CenturyLink (NYSE: CTL) may only be serving Omaha, Neb., with a 1 Gbps Fiber to the Home (FTTH) service, but it's keen on seeing what competitive results it produces and whether they can be potentially replicated in other markets.
Speaking at the Bank of America Merrill Lynch 2013 Media, Communications & Entertainment Conference, Stewart Ewing, CFO of CenturyLink, said the company will look at the results it gets from this pilot network.
"I think we'll use that as a test bed to see again how well we can compete and penetration rates in that market versus other markets where we don't have Fiber to the Home," Ewing said. "If it makes sense to roll out fiber to other areas we'll potentially look at other areas, but that's out in the future as opposed to right now where we want to look at Omaha to see what kind of results we get there."
By comparison, local cable operator Cox Communications delivers 50 to 100 Mbps over its existing DOCSIS 3.0 cable systems.
Like its fellow RBOC counterpart AT&T (NYSE: T), CenturyLink has traditionally taken a conservative approach to its last mile upgrade strategy, leveraging a hybrid copper/fiber Fiber to the Node (FTTN) architecture.
In May, the service provider announced it would do a 1 Gbps-capable FTTH pilot deployment that will serve 48,000 homes and businesses in Omaha, Neb. It expects to have the FTTP network available to all 48,000 customers by early October.

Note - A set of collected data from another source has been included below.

// src/deps/github.rs

use std::path::Path;
use std::rc::Rc;

use crate::buildenv::BuildEnv;
use crate::deps::{DepResolver, GitDepResolver};
use crate::error::Result;
use crate::target::{TargetDependency, TargetId};

/// Maps `github:user/repo` dependencies to clone URLs and delegates the rest
/// to the git resolver. The `github-ssh` namespace (or `RE_GITHUB_FORCE_SSH`)
/// selects SSH remotes.
pub struct GithubDepResolver {
    git: Rc<GitDepResolver>,
}

impl GithubDepResolver {
    pub fn new(git: Rc<GitDepResolver>) -> Self {
        Self { git }
    }

    fn clone_url(dep: &TargetDependency) -> String {
        let mut repo = dep.name.clone();
        if !repo.ends_with(".git") {
            repo.push_str(".git");
        }

        let force_ssh = std::env::var("RE_GITHUB_FORCE_SSH").as_deref() == Ok("1");

        if dep.ns == "github-ssh" || force_ssh {
            format!("git@github.com:{repo}")
        } else {
            format!("https://github.com/{repo}")
        }
    }
}

impl DepResolver for GithubDepResolver {
    fn resolve(
        &self,
        env: &mut BuildEnv,
        from: TargetId,
        dep: &TargetDependency,
    ) -> Result<TargetId> {
        self.git
            .resolve_git(env, from, dep, &Self::clone_url(dep), &dep.version)
    }

    fn save_to_path(
        &self,
        _env: &mut BuildEnv,
        dep: &TargetDependency,
        path: &Path,
    ) -> Result<bool> {
        std::fs::create_dir_all(path)?;
        self.git.download(&Self::clone_url(dep), &dep.version, path)?;
        Ok(true)
    }
}

#[cfg(test)]
mod tests {
    use super::*;
    use crate::target::parse_dependency;

    #[test]
    fn maps_names_to_clone_urls() {
        let dep = parse_dependency("github:user/repo @ v1.2.0", None).unwrap();
        assert_eq!(
            GithubDepResolver::clone_url(&dep),
            "https://github.com/user/repo.git"
        );

        let ssh = parse_dependency("github-ssh:user/repo", None).unwrap();
        assert_eq!(
            GithubDepResolver::clone_url(&ssh),
            "git@github.com:user/repo.git"
        );
    }
}
// src/system/fsutil.rs

use std::fs;
use std::path::Path;

use walkdir::WalkDir;

use crate::error::{Error, Result};

/// How an existing destination file is treated during a recursive copy.
#[derive(Debug, Clone, Copy, PartialEq, Eq)]
pub enum CopyMode {
    Overwrite,
    SkipExisting,
}

/// Copies a file or directory tree.
pub fn copy_recursive(from: &Path, to: &Path, mode: CopyMode) -> Result<()> {
    if !from.is_dir() {
        if mode == CopyMode::SkipExisting && to.exists() {
            return Ok(());
        }
        if let Some(parent) = to.parent() {
            fs::create_dir_all(parent)?;
        }
        fs::copy(from, to)?;
        return Ok(());
    }

    for entry in WalkDir::new(from) {
        let entry = entry.map_err(|e| Error::Io {
            message: e.to_string(),
            trace: Box::new(std::backtrace::Backtrace::capture()),
        })?;

        let rel = entry
            .path()
            .strip_prefix(from)
            .unwrap_or_else(|_| entry.path());
        let dest = to.join(rel);

        if entry.file_type().is_dir() {
            fs::create_dir_all(&dest)?;
        } else {
            if mode == CopyMode::SkipExisting && dest.exists() {
                continue;
            }
            if let Some(parent) = dest.parent() {
                fs::create_dir_all(parent)?;
            }
            fs::copy(entry.path(), &dest)?;
        }
    }

    Ok(())
}

#[cfg(test)]
mod tests {
    use super::*;

    #[test]
    fn copies_trees_and_respects_skip_existing() {
        let dir = tempfile::tempdir().unwrap();
        let src = dir.path().join("src");
        fs::create_dir_all(src.join("nested")).unwrap();
        fs::write(src.join("a.txt"), "one").unwrap();
        fs::write(src.join("nested/b.txt"), "two").unwrap();

        let dst = dir.path().join("dst");
        copy_recursive(&src, &dst, CopyMode::Overwrite).unwrap();
        assert_eq!(fs::read_to_string(dst.join("nested/b.txt")).unwrap(), "two");

        fs::write(src.join("a.txt"), "changed").unwrap();
        copy_recursive(&src, &dst, CopyMode::SkipExisting).unwrap();
        assert_eq!(fs::read_to_string(dst.join("a.txt")).unwrap(), "one");

        copy_recursive(&src, &dst, CopyMode::Overwrite).unwrap();
        assert_eq!(fs::read_to_string(dst.join("a.txt")).unwrap(), "changed");
    }

    #[test]
    fn copies_single_files_creating_parents() {
        let dir = tempfile::tempdir().unwrap();
        let src = dir.path().join("one.bin");
        fs::write(&src, "data").unwrap();

        let dst = dir.path().join("deep/nested/one.bin");
        copy_recursive(&src, &dst, CopyMode::Overwrite).unwrap();
        assert_eq!(fs::read_to_string(dst).unwrap(), "data");
    }
}
// src/constants.rs

/// The name of the primary target configuration file in a directory.
pub const TARGET_CONFIG_FILENAME: &str = "re.yml";

/// The suffix of additional configuration partitions merged over `re.yml`.
pub const CONFIG_PARTITION_SUFFIX: &str = ".re.yml";

/// The name of the per-target cached user parameter file.
pub const USER_PARAMS_FILENAME: &str = "re.user.yml";

/// The name of the per-root cache directory for fetched dependencies and metadata.
pub const CACHE_DIR_NAME: &str = ".re-cache";

/// The marker file that excludes a directory from source tree loading.
pub const IGNORE_MARKER_FILENAME: &str = ".re-ignore-this";

/// The name of the persistent dependency version cache (inside .re-cache/).
pub const VERSION_CACHE_FILENAME: &str = "deps-versions.json";

/// The file recording the default tag of a globally installed package.
pub const DEFAULT_TAG_FILENAME: &str = "default-tag.txt";

/// The default output directory name under a root target's path.
pub const DEFAULT_OUT_DIR: &str = "out";

/// The default output directory triplet appended to the out dir.
pub const DEFAULT_OUT_DIR_TRIPLET: &str = "${arch}-${platform}-${configuration}";

/// The default per-target artifact directory format.
pub const DEFAULT_ARTIFACT_DIR: &str = "build/${module}";

/// The default per-target object directory format.
pub const DEFAULT_OBJECT_DIR: &str = "obj/${module}";

/// Maximum recursion depth for variable substitution.
pub const MAX_SUBSTITUTION_DEPTH: u32 = 32;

What is different about the pilot in Omaha is that it leverages an existing HFC system built during the US West days to provide basic cable TV services. However, that company had not upgraded to a FTTN infrastructure.
"When we looked at it and the dense fiber they deployed in Omaha we decided to it was actually about the same cost to do Fiber to the Home as it is to do Fiber to the Node," Ewing said. "You get so much better performance from a speed standpoint and, we think, from an expense standpoint to see and track the same type of expense savings where Verizon has done Fiber to the Home."

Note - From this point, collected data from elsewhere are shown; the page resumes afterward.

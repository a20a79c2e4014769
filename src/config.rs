// src/config.rs

use std::collections::BTreeMap;

use serde_yaml::{Mapping, Value};

use crate::error::{Error, Result};

/// A raw or resolved target configuration tree.
pub type TargetConfig = Value;

/// The category → current-value mappings a configuration is flattened against
/// (e.g. `arch` → `x64`, `platform` → `linux`).
pub type ConfigMappings = BTreeMap<String, String>;

const OVERRIDE_PREFIX: &str = "override.";

/// Fields that never inherit from ancestors; they are taken from the leaf
/// configuration only after the genealogy merge.
const LEAF_ONLY_KEYS: &[&str] = &["deps", "cond-deps", "actions", "tasks"];

/// Merges `source` into `target`.
///
/// Scalars replace, maps merge per key, sequences append. A map key carrying
/// the `override.` prefix replaces the target subtree verbatim instead of
/// merging into it.
pub fn merge_node(target: &mut Value, source: &Value, overridden: bool) {
    match source {
        Value::Mapping(map) => merge_map(target, map, overridden),
        Value::Sequence(seq) => merge_sequence(target, seq, overridden),
        other => *target = other.clone(),
    }
}

fn merge_map(target: &mut Value, source: &Mapping, overridden: bool) {
    if overridden {
        *target = Value::Mapping(source.clone());
        return;
    }

    if !target.is_mapping() {
        *target = Value::Mapping(Mapping::new());
    }

    for (key, value) in source {
        let (slot_key, key_overridden) = match key.as_str() {
            Some(s) if s.starts_with(OVERRIDE_PREFIX) => (
                Value::String(s[OVERRIDE_PREFIX.len()..].to_string()),
                true,
            ),
            _ => (key.clone(), false),
        };

        let map = match target.as_mapping_mut() {
            Some(m) => m,
            None => return,
        };
        let slot = map.entry(slot_key).or_insert(Value::Null);
        merge_node(slot, value, key_overridden);
    }
}

fn merge_sequence(target: &mut Value, source: &[Value], overridden: bool) {
    if overridden || !target.is_sequence() {
        *target = Value::Sequence(source.to_vec());
        return;
    }

    if let Some(seq) = target.as_sequence_mut() {
        seq.extend(source.iter().cloned());
    }
}

/// Returns a copy of `base` with `overlay` merged on top.
pub fn merge_nodes(base: &Value, overlay: &Value) -> Value {
    let mut cloned = base.clone();
    merge_node(&mut cloned, overlay, false);
    cloned
}

fn selector_matches(raw: &str, current: &str) -> bool {
    if raw == "any" {
        return true;
    }

    for term in raw.split('|') {
        if current == term || current.starts_with(&format!("{term}.")) {
            return true;
        }
        if let Some(negated) = term.strip_prefix('!') {
            if negated != current {
                return true;
            }
        }
    }

    false
}

/// Flattens every conditional `category.selector` key of `cfg` against the
/// given mappings, merging matched subtrees into their parent map.
///
/// Non-conditional nested maps are recursed into so that deeply nested
/// conditionals resolve too. A matched subtree holding the scalar
/// `unsupported` fails resolution for this configuration.
pub fn flatten_config(
    cfg: &Value,
    mappings: &ConfigMappings,
    module: Option<&str>,
) -> Result<Value> {
    let Some(map) = cfg.as_mapping() else {
        return Ok(cfg.clone());
    };

    let mut result = cfg.clone();

    for (key, value) in map {
        let Some(key_str) = key.as_str() else {
            continue;
        };

        let mut conditional = None;
        for (category, current) in mappings {
            if let Some(raw) = key_str.strip_prefix(&format!("{category}.")) {
                conditional = Some((category.as_str(), current.as_str(), raw));
                break;
            }
        }

        match conditional {
            Some((category, current, raw)) => {
                if selector_matches(raw, current) {
                    if value.as_str() == Some("unsupported") {
                        return Err(Error::config(
                            module.map(str::to_string),
                            format!("unsupported {category} '{current}'"),
                        ));
                    }

                    let flat = flatten_config(value, mappings, module)?;
                    merge_node(&mut result, &flat, false);
                }

                if let Some(m) = result.as_mapping_mut() {
                    m.remove(key);
                }
            }
            None => {
                if value.is_mapping() {
                    let flat = flatten_config(value, mappings, module)?;
                    if let Some(m) = result.as_mapping_mut() {
                        m.insert(key.clone(), flat);
                    }
                }
            }
        }
    }

    Ok(result)
}

/// Produces the fully resolved configuration of a target from its ancestor
/// chain (root first, leaf last).
///
/// Each config is flattened and fold-merged in order; `deps`, `cond-deps`,
/// `actions` and `tasks` are then restored from the flattened leaf alone, as
/// those fields do not inherit.
pub fn resolve_genealogy(
    configs_root_first: &[Value],
    mappings: &ConfigMappings,
    module: Option<&str>,
) -> Result<Value> {
    let leaf_flat = match configs_root_first.last() {
        Some(leaf) => flatten_config(leaf, mappings, module)?,
        None => return Ok(Value::Mapping(Mapping::new())),
    };

    let mut result = Value::Mapping(Mapping::new());

    for cfg in configs_root_first {
        let flat = flatten_config(cfg, mappings, module)?;
        merge_node(&mut result, &flat, false);
    }

    if let Some(map) = result.as_mapping_mut() {
        for key in LEAF_ONLY_KEYS {
            let key_value = Value::String((*key).to_string());
            match leaf_flat.get(*key) {
                Some(v) => {
                    map.insert(key_value, v.clone());
                }
                None => {
                    map.remove(&key_value);
                }
            }
        }
    }

    Ok(result)
}

/// Renders a scalar YAML value to its string form.
pub fn scalar_string(value: &Value) -> Option<String> {
    match value {
        Value::String(s) => Some(s.clone()),
        Value::Number(n) => Some(n.to_string()),
        Value::Bool(b) => Some(b.to_string()),
        _ => None,
    }
}

/// Fetches a string entry from a config map.
pub fn entry_str(cfg: &Value, key: &str) -> Option<String> {
    cfg.get(key).and_then(scalar_string)
}

/// Fetches a boolean entry from a config map.
pub fn entry_bool(cfg: &Value, key: &str) -> Option<bool> {
    match cfg.get(key)? {
        Value::Bool(b) => Some(*b),
        Value::String(s) => Some(s == "true"),
        _ => None,
    }
}

#[cfg(test)]
mod tests {
    use super::*;

    fn yaml(text: &str) -> Value {
        serde_yaml::from_str(text).unwrap()
    }

    fn mappings(pairs: &[(&str, &str)]) -> ConfigMappings {
        pairs
            .iter()
            .map(|(k, v)| (k.to_string(), v.to_string()))
            .collect()
    }

    #[test]
    fn scalars_replace_and_sequences_append() {
        let mut target = yaml("{a: 1, list: [x]}");
        merge_node(&mut target, &yaml("{a: 2, list: [y], b: 3}"), false);

        assert_eq!(target, yaml("{a: 2, list: [x, y], b: 3}"));
    }

    #[test]
    fn override_prefix_replaces_subtree_verbatim() {
        let mut target = yaml("{cxx-compile-definitions: {FOO: 1, KEEP: 2}}");
        merge_node(
            &mut target,
            &yaml("{override.cxx-compile-definitions: {BAR: 1}}"),
            false,
        );

        assert_eq!(target, yaml("{cxx-compile-definitions: {BAR: 1}}"));
    }

    #[test]
    fn override_prefix_replaces_sequences_too() {
        let mut target = yaml("{flags: [a, b]}");
        merge_node(&mut target, &yaml("{override.flags: [c]}"), false);

        assert_eq!(target, yaml("{flags: [c]}"));
    }

    #[test]
    fn conditional_key_merges_on_match() {
        let cfg = yaml(
            "{type: executable, arch.x64: {cxx-compile-definitions: {IS_64: 1}}, arch.x86: {cxx-compile-definitions: {IS_32: 1}}}",
        );
        let flat = flatten_config(&cfg, &mappings(&[("arch", "x64")]), None).unwrap();

        assert_eq!(
            flat,
            yaml("{type: executable, cxx-compile-definitions: {IS_64: 1}}")
        );
    }

    #[test]
    fn unsupported_sentinel_fails_resolution() {
        let cfg = yaml("{arch.x86: unsupported}");
        let err = flatten_config(&cfg, &mappings(&[("arch", "x86")]), Some("app")).unwrap_err();

        assert!(matches!(err, Error::Config { .. }));
        assert!(err.to_string().contains("unsupported arch 'x86'"));

        // The same config resolves fine for a non-matching arch.
        let flat = flatten_config(&cfg, &mappings(&[("arch", "x64")]), Some("app")).unwrap();
        assert_eq!(flat, yaml("{}"));
    }

    #[test]
    fn any_selector_always_merges() {
        let cfg = yaml("{platform.any: {vars: {seen: 'yes'}}}");
        let flat = flatten_config(&cfg, &mappings(&[("platform", "freebsd")]), None).unwrap();
        assert_eq!(flat, yaml("{vars: {seen: 'yes'}}"));
    }

    #[test]
    fn alternative_and_negated_selectors() {
        let maps = mappings(&[("platform", "linux")]);

        let alt = yaml("{platform.windows|linux: {ok: 1}}");
        assert_eq!(flatten_config(&alt, &maps, None).unwrap(), yaml("{ok: 1}"));

        let neg = yaml("{config.!debug: {optimized: 1}}");
        let flat = flatten_config(&neg, &mappings(&[("config", "release")]), None).unwrap();
        assert_eq!(flat, yaml("{optimized: 1}"));

        let neg_miss = flatten_config(&neg, &mappings(&[("config", "debug")]), None).unwrap();
        assert_eq!(neg_miss, yaml("{}"));
    }

    #[test]
    fn selector_matches_by_prefix() {
        let cfg = yaml("{platform.windows: {msvc: 1}}");
        let flat = flatten_config(&cfg, &mappings(&[("platform", "windows.msvc")]), None).unwrap();
        assert_eq!(flat, yaml("{msvc: 1}"));
    }

    #[test]
    fn nested_conditionals_resolve() {
        let cfg = yaml("{vars: {arch.x64: {width: '64'}}}");
        let flat = flatten_config(&cfg, &mappings(&[("arch", "x64")]), None).unwrap();
        assert_eq!(flat, yaml("{vars: {width: '64'}}"));
    }

    #[test]
    fn flattening_is_deterministic() {
        let cfg = yaml("{a: 1, arch.x64: {b: 2}, nested: {config.debug: {c: 3}}}");
        let maps = mappings(&[("arch", "x64"), ("config", "debug")]);

        let once = flatten_config(&cfg, &maps, None).unwrap();
        let twice = flatten_config(&cfg, &maps, None).unwrap();
        assert_eq!(once, twice);
    }

    #[test]
    fn genealogy_merges_root_first_and_keeps_leaf_deps() {
        let root = yaml("{cxx-standard: '17', deps: [rootdep], vars: {from-root: 1}}");
        let leaf = yaml("{cxx-standard: '20', deps: [leafdep]}");

        let resolved = resolve_genealogy(&[root, leaf], &mappings(&[]), None).unwrap();

        assert_eq!(entry_str(&resolved, "cxx-standard").as_deref(), Some("20"));
        assert_eq!(resolved.get("deps").unwrap(), &yaml("[leafdep]"));
        assert_eq!(resolved.get("vars").unwrap(), &yaml("{from-root: 1}"));
    }

    #[test]
    fn genealogy_drops_ancestor_deps_when_leaf_has_none() {
        let root = yaml("{deps: [rootdep], actions: [{copy: {from: a, to: b}}]}");
        let leaf = yaml("{name: child}");

        let resolved = resolve_genealogy(&[root, leaf], &mappings(&[]), None).unwrap();

        assert!(resolved.get("deps").is_none());
        assert!(resolved.get("actions").is_none());
    }

    #[test]
    fn genealogy_respects_override_between_layers() {
        let root = yaml("{cxx-compile-definitions: {FOO: 1}}");
        let leaf = yaml("{override.cxx-compile-definitions: {BAR: 1}}");

        let resolved = resolve_genealogy(&[root, leaf], &mappings(&[]), None).unwrap();
        assert_eq!(
            resolved.get("cxx-compile-definitions").unwrap(),
            &yaml("{BAR: 1}")
        );
    }
}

Unless things change, Ewing said 2014 capital guidance to spend on projects like last mile broadband and Prism IPTV will be about $3 billion. In the event that the company does decide to expand the FTTH service into other territories, it would redirect existing dollars to the new technology, he added.
"We're probably $150 to $200 million a year doing Fiber to the Node, so we'd stop doing that and redirect those investments more to Fiber to the Home," Ewing said. "There are other areas within the capital budget where we are spending money to augment for bandwidth where we need to just have more capacity and I think there's dollars there we can take away and redirect."